When pulling into the parking area at the old Graniteville Company, there's a green hummingbird ornament on a white post. If you look to the right and walk down the canal, you'll find the box.
At the age of 4, William Gregg’s mother died, and he was then brought up by a woman who was his neighbor until he was around the age of 10.
#3 Clue, Sunday Nov. 14th :: An unusual practice for the times.
According to the SC Encyclopedia, it was unusual in that the mill employed the labor of free white laborers, mostly women and teenaged children, at a time when most southern manufacturers used the labor of black slaves. In the years following the war, Graniteville Company pioneered the production of permanent-press textiles.
#4 Clue, Monday Nov. 15th :: Being half above led one to be fully below.
In September 1867, the dam at Graniteville broke and Gregg added his efforts to others standing in waist-deep water to repair the damage. He took ill as a result and died several days later on September 13, 1867.
#5 Clue, Tuesday Nov. 16th :: The secret was speed for that which was so desired.

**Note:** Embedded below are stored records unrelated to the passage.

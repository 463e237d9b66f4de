use anyhow::{anyhow, Context, Result};

use crate::error::PullError;
use crate::logger::Logger;
use crate::protocol::{
    self, timeouts, EndOfData, FileEntry, ListingMode, NameAssembler, Revision,
    LISTING_RECORD_LEN, MAX_TRANSFER_SIZE,
};
use std::io::{self, Read, Write};
use std::net::{SocketAddr, TcpStream, ToSocketAddrs};
use std::thread;
use std::time::Duration;

/// Byte stream the session talks over.
///
/// `TcpStream` in production; tests script the peer in memory.
pub trait Transport: Read + Write {
    /// Bound the next blocking reads. `None` blocks indefinitely.
    fn set_read_deadline(&mut self, timeout: Option<Duration>) -> io::Result<()>;
}

impl Transport for TcpStream {
    fn set_read_deadline(&mut self, timeout: Option<Duration>) -> io::Result<()> {
        self.set_read_timeout(timeout)
    }
}

fn is_timeout(e: &io::Error) -> bool {
    matches!(e.kind(), io::ErrorKind::WouldBlock | io::ErrorKind::TimedOut)
}

/// Read once, retrying on EINTR. `Ok(None)` means the deadline passed.
fn read_some<T: Transport + ?Sized>(t: &mut T, buf: &mut [u8]) -> io::Result<Option<usize>> {
    loop {
        match t.read(buf) {
            Ok(n) => return Ok(Some(n)),
            Err(e) if e.kind() == io::ErrorKind::Interrupted => continue,
            Err(e) if is_timeout(&e) => return Ok(None),
            Err(e) => return Err(e),
        }
    }
}

/// Read timeouts applied by a session.
#[derive(Clone, Copy, Debug, PartialEq, Eq)]
pub struct SessionTimeouts {
    pub listing_poll: Duration,
    pub idle: Duration,
}

impl Default for SessionTimeouts {
    fn default() -> Self {
        Self {
            listing_poll: Duration::from_millis(timeouts::LISTING_POLL_MS),
            idle: Duration::from_millis(timeouts::IDLE_READ_MS),
        }
    }
}

// Socket tuning: requests are tiny, don't let Nagle hold them back
fn tune_socket(stream: &TcpStream) {
    let _ = stream.set_nodelay(true);
}

fn resolve(addr: &str) -> Result<SocketAddr> {
    addr.to_socket_addrs()
        .with_context(|| format!("resolve {}", addr))?
        .next()
        .ok_or_else(|| anyhow!("no address for {}", addr))
}

/// Connect with a bounded number of retries.
pub fn connect(
    addr: &str,
    timeout: Duration,
    retries: u32,
    logger: &dyn Logger,
) -> Result<TcpStream> {
    let target = resolve(addr)?;
    let mut attempt = 0;
    loop {
        match TcpStream::connect_timeout(&target, timeout) {
            Ok(stream) => {
                tune_socket(&stream);
                return Ok(stream);
            }
            Err(e) if attempt < retries => {
                attempt += 1;
                logger.error("connect", &format!("{} failed ({}), retrying", addr, e));
                thread::sleep(Duration::from_millis(timeouts::CONNECT_RETRY_DELAY_MS));
            }
            Err(e) => return Err(e).with_context(|| format!("connect {}", addr)),
        }
    }
}

/// One client session against the file server.
///
/// Owns the transport for its whole life. Once the server ends a transfer by
/// closing the connection the session is spent.
pub struct Session<T: Transport> {
    transport: T,
    revision: Revision,
    timeouts: SessionTimeouts,
    closed: bool,
}

impl<T: Transport> Session<T> {
    pub fn new(transport: T, revision: Revision, timeouts: SessionTimeouts) -> Self {
        Self {
            transport,
            revision,
            timeouts,
            closed: false,
        }
    }

    /// Peer has closed; no further requests can be made.
    pub fn is_closed(&self) -> bool {
        self.closed
    }

    pub fn into_inner(self) -> T {
        self.transport
    }

    /// Negotiate the file listing, keeping only names carrying `marker`.
    pub fn list_files(&mut self, marker: &str, logger: &dyn Logger) -> Result<Vec<FileEntry>> {
        let all = match self.revision.listing_mode() {
            ListingMode::Polled => self.list_polled()?,
            ListingMode::Counted => self.list_counted(logger)?,
        };
        let listing = protocol::filter_listing(all, marker);
        logger.listed(&listing);
        Ok(listing)
    }

    fn list_polled(&mut self) -> Result<Vec<FileEntry>> {
        let names = self.poll_names()?;
        Ok(names
            .into_iter()
            .enumerate()
            .map(|(i, name)| FileEntry::new(u8::try_from(i).unwrap_or(u8::MAX), name))
            .collect())
    }

    /// Poll until the server goes quiet, collecting announced names.
    fn poll_names(&mut self) -> Result<Vec<String>> {
        self.transport
            .set_read_deadline(Some(self.timeouts.listing_poll))?;
        let mut asm = NameAssembler::new();
        let mut names = Vec::new();
        let mut rec = [0u8; LISTING_RECORD_LEN];
        loop {
            match read_some(&mut self.transport, &mut rec).context("listing poll")? {
                None => break,
                Some(0) => {
                    self.closed = true;
                    break;
                }
                Some(n) => names.extend(asm.push(&rec[..n])),
            }
        }
        names.extend(asm.finish());
        Ok(names)
    }

    fn list_counted(&mut self, logger: &dyn Logger) -> Result<Vec<FileEntry>> {
        self.transport.set_read_deadline(Some(self.timeouts.idle))?;
        let mut count = [0u8; 1];
        match read_some(&mut self.transport, &mut count).context("read file count")? {
            Some(1) => {}
            Some(_) => {
                self.closed = true;
                return Err(PullError::ConnectionClosed("listing handshake").into());
            }
            None => {
                return Err(PullError::TransferStalled {
                    received: 0,
                    idle_ms: self.idle_ms(),
                }
                .into())
            }
        }
        // Echo the count back as the ack
        self.transport
            .write_all(&count)
            .context("acknowledge file count")?;

        let mut entries = Vec::with_capacity(count[0] as usize);
        for position in 0..count[0] as usize {
            let raw = self.read_record()?;
            match protocol::parse_counted_record(&raw) {
                Some(entry) => entries.push(entry),
                None => logger.malformed_record(position, raw.len()),
            }
        }
        Ok(entries)
    }

    /// Read up to one listing record, stopping early on a zero-length read.
    fn read_record(&mut self) -> Result<Vec<u8>> {
        let mut rec = [0u8; LISTING_RECORD_LEN];
        let mut got = 0;
        while got < LISTING_RECORD_LEN && !self.closed {
            match read_some(&mut self.transport, &mut rec[got..]).context("read listing record")? {
                Some(0) => self.closed = true,
                Some(n) => got += n,
                None => {
                    return Err(PullError::TransferStalled {
                        received: got,
                        idle_ms: self.idle_ms(),
                    }
                    .into())
                }
            }
        }
        Ok(rec[..got].to_vec())
    }

    /// Request `entry` and accumulate its body until the server signals the end.
    ///
    /// Any failure spends the session: the stream may still carry the rest of
    /// the body, so the next request needs a fresh connection.
    pub fn request_file(&mut self, entry: &FileEntry, logger: &dyn Logger) -> Result<Vec<u8>> {
        if self.closed {
            return Err(PullError::ConnectionClosed("request").into());
        }
        logger.requesting(entry);
        let result = self.exchange(entry, logger);
        if result.is_err() {
            self.closed = true;
        }
        result
    }

    fn exchange(&mut self, entry: &FileEntry, logger: &dyn Logger) -> Result<Vec<u8>> {
        if self.revision.requests_by_index() {
            self.transport
                .write_all(&[entry.index])
                .with_context(|| format!("request {}", entry))?;
            self.transport.set_read_deadline(Some(self.timeouts.idle))?;
            let echo = self.read_record()?;
            if echo.len() != LISTING_RECORD_LEN {
                return Err(PullError::ConnectionClosed("request echo").into());
            }
            if echo[0] != entry.index {
                return Err(PullError::EchoMismatch {
                    requested: entry.index,
                    echoed: echo[0],
                }
                .into());
            }
        } else {
            self.transport
                .write_all(&protocol::name_request(&entry.name))
                .with_context(|| format!("request {}", entry))?;
        }
        self.transport.flush()?;
        self.receive_body(entry, logger)
    }

    fn receive_body(&mut self, entry: &FileEntry, logger: &dyn Logger) -> Result<Vec<u8>> {
        self.transport.set_read_deadline(Some(self.timeouts.idle))?;
        let chunk_len = self.revision.chunk_len();
        let end = self.revision.end_of_data();
        let mut chunk = vec![0u8; chunk_len];
        let mut data = Vec::new();
        loop {
            let n = match read_some(&mut self.transport, &mut chunk)
                .with_context(|| format!("receive {}", entry.name))?
            {
                Some(n) => n,
                // The polled server sends nothing after a body that fills its
                // last chunk exactly; silence after data is the end of it.
                None if end == EndOfData::ShortChunk && !data.is_empty() => break,
                None => {
                    return Err(PullError::TransferStalled {
                        received: data.len(),
                        idle_ms: self.idle_ms(),
                    }
                    .into())
                }
            };
            if data.len() + n > MAX_TRANSFER_SIZE {
                return Err(PullError::TransferTooLarge {
                    limit: MAX_TRANSFER_SIZE,
                }
                .into());
            }
            data.extend_from_slice(&chunk[..n]);
            logger.received(entry, n, data.len());
            match end {
                EndOfData::ShortChunk if n < chunk_len => {
                    if n == 0 {
                        self.closed = true;
                    }
                    break;
                }
                EndOfData::PeerClose if n == 0 => {
                    self.closed = true;
                    break;
                }
                _ => {}
            }
        }
        Ok(data)
    }

    /// Swallow the listing the polled server re-sends after each transfer.
    ///
    /// Returns how many names went by. A no-op for the counted revision.
    pub fn drain_listing(&mut self) -> Result<usize> {
        if self.closed || self.revision.listing_mode() != ListingMode::Polled {
            return Ok(0);
        }
        Ok(self.poll_names()?.len())
    }

    fn idle_ms(&self) -> u64 {
        self.timeouts.idle.as_millis() as u64
    }
}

Above all other interests, William Gregg enjoyed gardening. And as a very energetic man on the forefront of the Industrial Revolution, he approached gardening with the same enthusiasm as he did everything else in his life. In 1857, he planted 2,000 peach trees in front of his house on the 100 acres on which it stood. Gregg wanted his peach orchard to demonstrate the success that could be accomplished by South Carolina farmers, and soon he began shipping his fruit, each peach individually wrapped and packed, by night train from the nearby Kalmia Station. The peaches traveled to Charleston, where they were transferred to a steamer ship and taken directly to New York City. People there bought the fruit as soon as it arrived. Gregg’s Aiken-grown peaches had the reputation in New York as being the freshest peaches available. A mere three days elapsed between the time the peaches were picked off the tree in Aiken and when they could be eaten 800 miles away. Right before the start of the Civil War, Gregg planted 6,000 more peach trees on terraces that sloped to the east behind his house. Entries from his personal diary show that he mostly grew the Tillotson variety of peach. He also mentions that he “grafted Chinese peaches.” All told, Gregg had a combined orchard of 8,500 trees. He was the first commercial peach farmer in South Carolina, as well as the “Father of the Southern Textile Industry.”
#6 Clue, Wednesday Nov. 16th :: Leaving behind the mastery of time.
Prior to entering the textile business William Gregg had a career as watchmaker and jeweler. His uncle Jacob Gregg was also a watchmaker and had William as an apprentice at a young age.
#7 Clue, Thursday Nov. 17th :: Not far from a bench across from what was the largest in the South.
In December 1845, Gregg was able to convince the South Carolina legislature to charter the Graniteville Mill which became the South's largest and most well known cotton mill. The box was located on the canal down from the last bench.